To make the pâte à choux (choux paste):
1 cup milk
1 stick unsalted butter, cut into pieces
1/2 tsp salt
1 cup flour
4 eggs at room temperature
Combine milk, butter and salt in a medium saucepan over medium heat. Bring it to a boil and quickly stir in the flour with a wooden spoon. Continue stirring vigorously until the paste does not cling to the spoon. Immediately remove it from the heat and let is cool a little, for about 5 minutes. Stir in 4 eggs, one at a time, making sure to mix each egg in thoroughly before adding another. Your dough will be thick, sticky and shiny. You can use it immediately or refrigerate for a few hours before use. You do not need to bring it to room temperature before baking, but you’ll need to add a couple of minutes of baking time if you start with cold dough.
To make the Gruyère Gougères (cheese puffs)
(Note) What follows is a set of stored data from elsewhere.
use crate::discrete_system::component::{Component, StartInfo, HandleInfo};
use std::collections::{BTreeMap, BinaryHeap};
use crate::discrete_system::address::{Address, AddressGenerator};
use std::cmp::Ordering;
use crate::discrete_system::effector::{Effector, ScheduledEventAddress};
use serde::{Deserialize, Serialize};
use tracing::trace;

pub mod address;
pub mod component;
pub mod effector;

/// Simulated seconds.
pub type Time = u64;

pub trait DiscreteSystemMessage: Clone {}
impl<T: Clone> DiscreteSystemMessage for T {}

/// Events sharing an instant are delivered interrupts first, then in the
/// order they were scheduled.
#[derive(Debug, Clone, Copy, PartialEq, Eq, PartialOrd, Ord, Serialize, Deserialize)]
pub enum Lane {
    Interrupt,
    Normal,
}

#[derive(Debug, Clone, Serialize, Deserialize)]
pub struct Event<M: DiscreteSystemMessage> {
    pub time: Time,
    pub lane: Lane,
    sequence: u64,
    pub to_address: Address,
    pub from_address: Address,
    pub message: M,
}

impl<M: DiscreteSystemMessage> Event<M> {
    fn key(&self) -> (Time, Lane, u64) {
        (self.time, self.lane, self.sequence)
    }
}

impl<M: DiscreteSystemMessage> PartialEq for Event<M> {
    fn eq(&self, other: &Event<M>) -> bool {
        self.key() == other.key()
    }
}

impl<M: DiscreteSystemMessage> Eq for Event<M> {}

impl<M: DiscreteSystemMessage> PartialOrd for Event<M> {
    fn partial_cmp(&self, other: &Event<M>) -> Option<Ordering> {
        Some(self.cmp(other))
    }
}

impl<M: DiscreteSystemMessage> Ord for Event<M> {
    fn cmp(&self, other: &Self) -> Ordering {
        // BinaryHeap is a max-heap, earliest key has to compare greatest
        other.key().cmp(&self.key())
    }
}

/// `DiscreteSystem` manages discrete system, which composes of components,
/// the world they share and information which the components are sending
/// between themselves
pub struct DiscreteSystem<M: DiscreteSystemMessage, C: Component<M, W>, W> {
    pub current_time: Time,
    pub components: BTreeMap<Address, C>,
    pub world: W,
    events: BinaryHeap<Event<M>>,
    address_generator: AddressGenerator,
    sequence: u64,
}

impl<M: DiscreteSystemMessage, C: Component<M, W>, W> DiscreteSystem<M, C, W> {
    pub fn new(world: W) -> DiscreteSystem<M, C, W> {
        DiscreteSystem {
            current_time: 0,
            components: BTreeMap::new(),
            world,
            events: BinaryHeap::new(),
            address_generator: AddressGenerator::new(),
            sequence: 0,
        }
    }

    pub fn register_component(&mut self, c: C) -> Address {
        let addr = self.address_generator.next();

        self.components.insert(addr, c);

        addr
    }

    fn start_component(&mut self, address: Address) {
        let effector = match self.components.get_mut(&address) {
            Some(component) => component.start(
                StartInfo {
                    self_address: address,
                    current_time: self.current_time,
                },
                &mut self.world,
            ),
            None => return,
        };

        self.apply_effector(address, effector);
    }

    fn apply_effector(&mut self, from_address: Address, effector: Effector<M, C>) {
        for event in effector.events.into_iter() {
            let to_address = match event.address {
                ScheduledEventAddress::SelfAddress => from_address,
                ScheduledEventAddress::RemoteAddress(remote) => remote,
            };

            self.sequence += 1;

            self.events.push(Event {
                from_address,
                to_address,
                message: event.message,
                lane: event.lane,
                sequence: self.sequence,
                time: self.current_time + event.in_time,
            });
        }

        if effector.terminated {
            self.components.remove(&from_address);
        }

        for component in effector.components.into_iter() {
            let addr = self.register_component(component);

            self.start_component(addr);
        }
    }

    /// Advances the clock to the next pending instant and delivers every event
    /// due at it, including the ones scheduled while delivering.
    pub fn tick(&mut self) -> Vec<Event<M>> {
        let mut events = Vec::new();

        let next_time = match self.events.peek() {
            Some(event) => event.time,
            None => return events,
        };

        self.current_time = next_time;

        while self.events.peek().map_or(false, |event| event.time == self.current_time) {
            let event = match self.events.pop() {
                Some(event) => event,
                None => break,
            };

            let effector = match self.components.get_mut(&event.to_address) {
                Some(component) => component.handle(
                    HandleInfo {
                        self_address: event.to_address,
                        sender_address: event.from_address,
                        current_time: self.current_time,
                    },
                    &mut self.world,
                    event.message.clone(),
                ),
                None => {
                    trace!(address = event.to_address, "dropping event for a terminated component");
                    continue;
                }
            };

            self.apply_effector(event.to_address, effector);

            events.push(event);
        }

        events
    }

    pub fn start(&mut self) {
        let addresses: Vec<_> = self.components.keys().cloned().collect();

        addresses
            .into_iter()
            .for_each(|address| self.start_component(address));
    }

    /// Delivers every event due strictly before `horizon`. Whatever is still
    /// pending afterwards is left unprocessed.
    pub fn run_until(&mut self, horizon: Time) {
        self.run_until_with(horizon, |_, _| {});
    }

    /// Same as `run_until`, handing each processed batch to `observer`.
    pub fn run_until_with<F>(&mut self, horizon: Time, mut observer: F)
        where F: FnMut(&DiscreteSystem<M, C, W>, &[Event<M>])
    {
        while self.next_event_time().map_or(false, |time| time < horizon) {
            let events = self.tick();

            observer(self, &events);
        }
    }

    pub fn next_event_time(&self) -> Option<Time> {
        self.events.peek().map(|event| event.time)
    }
}
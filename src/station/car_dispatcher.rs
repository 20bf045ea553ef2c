use crate::config::Id;
use crate::discrete_system::address::Address;
use crate::station::{Event as StationEvent, StationComponent, Step};
use crate::station::customer::Customer;
use crate::station::record::{CustomerRecord, Visit};
use tracing::info;

#[derive(Debug, Clone)]
pub enum Event {
    CarArrives,
    /// A customer left the station, handing over its finished record.
    CarLeft(Box<CustomerRecord>),
}

/// Only goal for CarDispatcher is to let cars arrive one after another and
/// admit them while the station has a free parking place. Every arriving car
/// gets the next number, whether it is admitted or not.
#[derive(Debug, Default)]
pub struct CarDispatcher {
    next_number: Id,
}

impl CarDispatcher {
    pub fn new() -> CarDispatcher {
        CarDispatcher { next_number: 0 }
    }

    /// Cars that arrived so far, admitted or not.
    pub fn arrivals(&self) -> Id {
        self.next_number
    }

    fn schedule_next(&mut self, step: &mut Step) {
        let station = &mut *step.station;
        let next_arrival = station.sampler.duration(&station.settings.next_car_arrival_time);

        step.effector
            .schedule_in_to_self(next_arrival, Event::CarArrives.into());
    }

    fn car_arrives(&mut self, step: &mut Step) {
        let number = self.next_number;
        self.next_number += 1;

        if step.station.pool.take_parking_place(step.now) {
            let parking = &step.station.pool.parking_places;

            info!(
                at = %step.at(),
                "A car is arriving to the station. {} of {} parking places are free.",
                parking.level(),
                parking.capacity()
            );

            let station = &mut *step.station;
            let fuel_needed = station.sampler.duration(&station.settings.customer_fuel_needed);
            let expected_fueling_time = station.settings.expected_fueling_time(fuel_needed);
            let eating = station.sampler.chance(station.settings.eating_probability);

            let visit = Visit::new(number, step.now, fuel_needed, expected_fueling_time, eating);

            step.effector
                .instantiate_new_component(Customer::new(number, step.address, visit).into());
        } else {
            step.station.results.push(CustomerRecord::rejected(number));

            info!(
                at = %step.at(),
                "A car missed station since there are no left parking places."
            );
        }

        self.schedule_next(step);
    }
}

impl StationComponent for CarDispatcher {
    fn start(&mut self, step: &mut Step) {
        self.schedule_next(step);
    }

    fn handle(&mut self, step: &mut Step, _sender: Address, message: StationEvent) {
        match message {
            StationEvent::CarDispatcherEvent(Event::CarArrives) => self.car_arrives(step),
            StationEvent::CarDispatcherEvent(Event::CarLeft(record)) => step.station.results.push(*record),
            _ => {}
        }
    }
}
2 cups Gruyère cheese (or a mixture of other hard cheeses), grated
2 tbsp minced chives
1 egg, beaten
Preheat the oven to 400 degrees Fahrenheit. Stir 1 1/2 cups of cheese and the chives into the dough. Drop dough by the tablespoonful on a baking sheet. Brush the top of each puff with the beaten egg. Sprinkle remaining grated cheese over the tops. Bake for 10 minutes, then reduce the temperature to 350 degrees. Bake for about another 15 to 20 minutes, or until puffed and golden.